I'm almost done for European History. That is, content-wise. But I am so dead for econs and SEA History! Super tired. And I'm still slacking. When am I going to learn? Some miracle might save me. I feel that a laminated certificate isn't "life" but it is for life, no matter how unfortunate that is. What's my 12 years of studying going to churn out?
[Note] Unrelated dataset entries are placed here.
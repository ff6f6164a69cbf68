use super::{mao, neko, scratch};
use crate::lexicon::{JapaneseDefinition, Language};
use crate::store::{
    count_rows, max_examples_per_word, open, open_read_only, prune_orphan_examples,
    read_chinese_definitions, read_chinese_word, read_japanese_definitions, read_japanese_word,
    StoreError, StoreWriter, DEFAULT_SCHEMA,
};

#[test]
fn test_japanese_round_trip() {
    let (_dir, path) = scratch();
    let mut writer = StoreWriter::create(&path, DEFAULT_SCHEMA, 100).unwrap();
    let entry = neko();
    let id = writer.write_japanese_entry(&entry).unwrap();

    let mut kana_only = neko();
    kana_only.word.headword = "すし".into();
    kana_only.word.reading = "すし".into();
    kana_only.word.is_common = false;
    kana_only.word.frequency_rank = None;
    kana_only.word.jlpt_level = None;
    kana_only.word.stroke_count = None;
    kana_only.definitions = vec![JapaneseDefinition {
        gloss: "sushi".into(),
        pos: None,
    }];
    let kana_id = writer.write_japanese_entry(&kana_only).unwrap();
    writer.finalize().unwrap();

    let conn = open_read_only(&path).unwrap();
    assert_eq!(read_japanese_word(&conn, id).unwrap(), entry.word);
    assert_eq!(read_japanese_definitions(&conn, id).unwrap(), entry.definitions);
    assert_eq!(read_japanese_word(&conn, kana_id).unwrap(), kana_only.word);
    assert_eq!(
        read_japanese_definitions(&conn, kana_id).unwrap(),
        kana_only.definitions
    );
}

#[test]
fn test_chinese_round_trip() {
    let (_dir, path) = scratch();
    let mut writer = StoreWriter::create(&path, DEFAULT_SCHEMA, 1).unwrap();
    let entry = mao();
    let id = writer.write_chinese_entry(&entry).unwrap();
    writer.finalize().unwrap();

    let conn = open_read_only(&path).unwrap();
    assert_eq!(read_chinese_word(&conn, id).unwrap(), entry.word);
    assert_eq!(read_chinese_definitions(&conn, id).unwrap(), vec!["cat", "feline"]);
}

#[test]
fn test_missing_word() {
    let (_dir, path) = scratch();
    StoreWriter::create(&path, DEFAULT_SCHEMA, 100)
        .unwrap()
        .finalize()
        .unwrap();
    let conn = open(&path).unwrap();
    let err = read_chinese_word(&conn, 7).unwrap_err();
    assert!(matches!(
        err,
        StoreError::MissingWord {
            language: Language::Chinese,
            id: 7
        }
    ));
}

#[test]
fn test_open_missing_store_fails() {
    let (_dir, path) = scratch();
    assert!(open(&path).is_err());
    assert!(!path.exists());
}

#[test]
fn test_prune_orphan_examples() {
    let (_dir, path) = scratch();
    let mut writer = StoreWriter::create(&path, DEFAULT_SCHEMA, 100).unwrap();
    let ja = writer.write_japanese_entry(&neko()).unwrap();
    let zh = writer.write_chinese_entry(&mao()).unwrap();
    writer.insert_example(Language::Japanese, ja, "猫が好きです。", "I like cats.").unwrap();
    writer.insert_example(Language::Chinese, zh, "我喜欢猫。", "I like cats.").unwrap();
    writer.insert_example(Language::Chinese, zh + 100, "孤儿", "orphan").unwrap();
    writer.insert_example(Language::Japanese, ja + 100, "孤児", "orphan").unwrap();
    writer.finalize().unwrap();

    let conn = open(&path).unwrap();
    assert_eq!(prune_orphan_examples(&conn).unwrap(), 2);
    assert_eq!(count_rows(&conn).unwrap().examples, 2);
    assert_eq!(max_examples_per_word(&conn, Language::Chinese).unwrap(), 1);
}

#[test]
fn test_max_examples_per_word_empty() {
    let (_dir, path) = scratch();
    StoreWriter::create(&path, DEFAULT_SCHEMA, 100)
        .unwrap()
        .finalize()
        .unwrap();
    let conn = open(&path).unwrap();
    assert_eq!(max_examples_per_word(&conn, Language::Japanese).unwrap(), 0);
}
Guess what? I'm addicted to Goong!! I must be the last person in my clique to have got hooked onto it (hm except Wai Yan, but I don't think she likes Japanese/Korean dramas). But I forced myself to stop at the third episode because I needed to finish up Russian Revolution. Oh, and do a bit of Econs. I actually think that when Yul gets emotional and looks at the ground, he looks like Tegoshi. The same baby face xD
When I look at the Jyannis boys, I get motivated to study, because even people like Tegoshi who hate studying can get into Waseda! And Sho at Kei-o and Yamapi and Keii-chan in Meiji University... Then there are people who never 'completed' their education (is it ever possible to complete education?) have made it... But when I think again, the people who have gotten into these top five Japanese universities have worked a hundred times harder than me, and even if they couldn't go to university... They were in JE already, they had a pretty much stable job and future (as long as they don't do anything wrong), and they don't have to worry. Or else if -touchwood- they had to pick another path, they would probably be well-trained by the challenging industry. University for them is an alternative route.
But for me, it's almost the only route. Because there's nothing I can really do other than studying, at present. Then I ask myself, why am I not working harder? In this world, to survive, you have to be useful to society, and not yourself. I don't know, people say you can fulfil both, but it's not that easy, is it?